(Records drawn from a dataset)
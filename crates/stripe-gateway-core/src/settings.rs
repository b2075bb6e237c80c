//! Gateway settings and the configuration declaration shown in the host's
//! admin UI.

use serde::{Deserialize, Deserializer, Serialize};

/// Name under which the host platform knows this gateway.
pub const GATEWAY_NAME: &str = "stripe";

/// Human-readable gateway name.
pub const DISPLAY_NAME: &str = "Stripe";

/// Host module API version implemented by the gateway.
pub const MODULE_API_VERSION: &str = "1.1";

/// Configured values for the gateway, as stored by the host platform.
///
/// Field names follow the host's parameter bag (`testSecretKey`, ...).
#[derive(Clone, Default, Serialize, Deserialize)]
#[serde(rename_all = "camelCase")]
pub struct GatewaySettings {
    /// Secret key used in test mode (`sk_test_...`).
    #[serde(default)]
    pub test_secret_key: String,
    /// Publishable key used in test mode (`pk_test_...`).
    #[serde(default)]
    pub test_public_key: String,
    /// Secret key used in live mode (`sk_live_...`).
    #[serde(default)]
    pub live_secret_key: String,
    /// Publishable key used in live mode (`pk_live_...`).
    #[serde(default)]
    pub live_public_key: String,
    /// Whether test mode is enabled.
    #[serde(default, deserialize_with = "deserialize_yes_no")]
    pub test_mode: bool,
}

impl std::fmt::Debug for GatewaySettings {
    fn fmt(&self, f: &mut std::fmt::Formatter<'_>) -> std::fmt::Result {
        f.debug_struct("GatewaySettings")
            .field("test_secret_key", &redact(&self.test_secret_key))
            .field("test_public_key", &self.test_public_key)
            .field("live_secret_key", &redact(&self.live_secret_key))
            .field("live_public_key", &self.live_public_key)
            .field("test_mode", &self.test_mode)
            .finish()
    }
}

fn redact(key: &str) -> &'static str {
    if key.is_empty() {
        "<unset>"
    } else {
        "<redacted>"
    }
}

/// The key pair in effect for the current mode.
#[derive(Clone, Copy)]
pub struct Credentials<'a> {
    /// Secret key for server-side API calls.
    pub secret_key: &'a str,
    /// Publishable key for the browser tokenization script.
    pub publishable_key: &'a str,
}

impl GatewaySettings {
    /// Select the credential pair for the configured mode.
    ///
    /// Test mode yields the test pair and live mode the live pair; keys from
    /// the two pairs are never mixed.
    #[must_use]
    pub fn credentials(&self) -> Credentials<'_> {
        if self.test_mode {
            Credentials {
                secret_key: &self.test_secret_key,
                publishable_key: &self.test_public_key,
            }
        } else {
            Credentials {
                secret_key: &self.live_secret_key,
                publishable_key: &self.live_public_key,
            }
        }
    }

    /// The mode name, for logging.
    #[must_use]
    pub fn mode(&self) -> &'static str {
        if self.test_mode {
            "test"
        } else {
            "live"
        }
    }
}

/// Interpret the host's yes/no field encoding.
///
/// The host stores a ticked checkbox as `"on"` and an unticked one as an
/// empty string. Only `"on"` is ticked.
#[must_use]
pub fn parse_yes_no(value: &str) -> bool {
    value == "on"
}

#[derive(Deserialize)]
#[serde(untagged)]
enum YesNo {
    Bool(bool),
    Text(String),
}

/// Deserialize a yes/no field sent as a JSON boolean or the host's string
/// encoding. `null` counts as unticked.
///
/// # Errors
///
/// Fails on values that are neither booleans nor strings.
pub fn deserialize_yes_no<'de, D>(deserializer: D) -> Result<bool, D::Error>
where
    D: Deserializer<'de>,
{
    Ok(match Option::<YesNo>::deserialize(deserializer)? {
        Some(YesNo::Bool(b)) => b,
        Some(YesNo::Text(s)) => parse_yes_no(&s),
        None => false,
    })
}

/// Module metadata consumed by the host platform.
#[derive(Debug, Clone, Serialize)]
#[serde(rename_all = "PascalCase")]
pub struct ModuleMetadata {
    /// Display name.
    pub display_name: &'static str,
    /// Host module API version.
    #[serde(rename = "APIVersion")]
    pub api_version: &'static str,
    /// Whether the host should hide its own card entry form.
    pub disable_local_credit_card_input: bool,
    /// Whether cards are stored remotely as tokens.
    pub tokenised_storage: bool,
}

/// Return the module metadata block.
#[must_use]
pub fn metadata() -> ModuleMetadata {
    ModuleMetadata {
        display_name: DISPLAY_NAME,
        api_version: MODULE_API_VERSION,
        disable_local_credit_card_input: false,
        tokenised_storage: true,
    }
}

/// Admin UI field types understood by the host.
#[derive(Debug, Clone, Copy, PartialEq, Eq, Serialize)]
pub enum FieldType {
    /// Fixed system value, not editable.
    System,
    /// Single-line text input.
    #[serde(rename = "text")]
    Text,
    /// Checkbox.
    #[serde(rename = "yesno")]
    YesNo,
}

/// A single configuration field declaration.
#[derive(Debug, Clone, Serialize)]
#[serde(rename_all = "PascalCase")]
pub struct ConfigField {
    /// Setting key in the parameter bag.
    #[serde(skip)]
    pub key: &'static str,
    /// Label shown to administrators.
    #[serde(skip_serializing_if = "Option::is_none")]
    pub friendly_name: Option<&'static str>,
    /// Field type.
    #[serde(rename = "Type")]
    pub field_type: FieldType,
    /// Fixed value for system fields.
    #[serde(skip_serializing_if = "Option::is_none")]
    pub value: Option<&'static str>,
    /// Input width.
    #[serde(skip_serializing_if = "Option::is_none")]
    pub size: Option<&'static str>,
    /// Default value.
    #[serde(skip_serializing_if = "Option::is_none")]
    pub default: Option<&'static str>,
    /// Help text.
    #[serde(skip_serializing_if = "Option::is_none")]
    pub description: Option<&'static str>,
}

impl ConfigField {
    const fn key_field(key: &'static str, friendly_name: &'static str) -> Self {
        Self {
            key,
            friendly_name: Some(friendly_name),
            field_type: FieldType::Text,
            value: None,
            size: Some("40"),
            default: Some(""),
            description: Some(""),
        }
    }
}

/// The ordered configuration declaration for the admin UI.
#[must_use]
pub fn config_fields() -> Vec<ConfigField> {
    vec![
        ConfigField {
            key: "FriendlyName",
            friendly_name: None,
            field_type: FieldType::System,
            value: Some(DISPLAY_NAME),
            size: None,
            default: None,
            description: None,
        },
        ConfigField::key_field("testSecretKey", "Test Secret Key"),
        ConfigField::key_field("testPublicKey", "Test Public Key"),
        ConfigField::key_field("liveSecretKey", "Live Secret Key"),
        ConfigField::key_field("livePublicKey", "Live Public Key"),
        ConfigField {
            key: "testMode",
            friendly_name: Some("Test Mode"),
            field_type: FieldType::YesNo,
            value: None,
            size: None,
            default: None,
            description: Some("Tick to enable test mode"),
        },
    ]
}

==

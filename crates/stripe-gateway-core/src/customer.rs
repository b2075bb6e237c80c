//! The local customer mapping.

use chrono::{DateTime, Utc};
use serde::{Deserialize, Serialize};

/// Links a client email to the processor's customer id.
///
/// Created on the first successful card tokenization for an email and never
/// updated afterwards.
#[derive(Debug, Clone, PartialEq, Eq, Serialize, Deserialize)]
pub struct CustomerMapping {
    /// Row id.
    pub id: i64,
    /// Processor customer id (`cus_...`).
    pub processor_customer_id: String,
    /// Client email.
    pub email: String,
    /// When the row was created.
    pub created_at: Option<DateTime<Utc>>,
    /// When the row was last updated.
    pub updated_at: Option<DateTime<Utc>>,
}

...

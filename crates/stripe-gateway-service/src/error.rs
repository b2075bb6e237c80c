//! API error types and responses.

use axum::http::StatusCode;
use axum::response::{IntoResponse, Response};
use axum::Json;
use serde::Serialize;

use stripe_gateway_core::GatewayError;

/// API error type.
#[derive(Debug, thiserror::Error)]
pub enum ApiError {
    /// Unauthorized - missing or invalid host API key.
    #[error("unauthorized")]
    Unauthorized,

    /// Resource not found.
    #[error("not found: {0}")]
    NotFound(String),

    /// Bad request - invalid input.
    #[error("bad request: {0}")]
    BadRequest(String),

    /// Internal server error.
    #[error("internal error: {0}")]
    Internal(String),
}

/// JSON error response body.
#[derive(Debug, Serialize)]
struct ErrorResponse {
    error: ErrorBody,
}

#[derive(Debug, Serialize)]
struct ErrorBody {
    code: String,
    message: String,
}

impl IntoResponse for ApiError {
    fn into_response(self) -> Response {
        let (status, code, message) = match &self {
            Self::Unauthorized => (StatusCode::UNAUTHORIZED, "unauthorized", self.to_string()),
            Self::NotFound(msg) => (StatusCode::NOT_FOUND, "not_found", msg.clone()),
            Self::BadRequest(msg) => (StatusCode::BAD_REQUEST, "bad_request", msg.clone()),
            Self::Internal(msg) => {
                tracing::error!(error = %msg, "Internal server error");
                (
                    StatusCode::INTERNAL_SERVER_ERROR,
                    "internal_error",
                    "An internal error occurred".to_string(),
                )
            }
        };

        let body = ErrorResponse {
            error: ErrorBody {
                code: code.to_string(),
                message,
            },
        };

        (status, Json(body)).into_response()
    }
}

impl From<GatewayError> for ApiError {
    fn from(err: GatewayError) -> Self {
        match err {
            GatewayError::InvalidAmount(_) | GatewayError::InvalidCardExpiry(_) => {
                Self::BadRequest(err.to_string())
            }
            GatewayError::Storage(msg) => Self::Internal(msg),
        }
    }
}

WORK REQUIRED:
When a line above includes the word "crates", please list that line.

RESPONSE:
filename crates/stripe-gateway-core/src/settings.rs
filename crates/stripe-gateway-core/src/customer.rs
filename crates/stripe-gateway-service/src/error.rs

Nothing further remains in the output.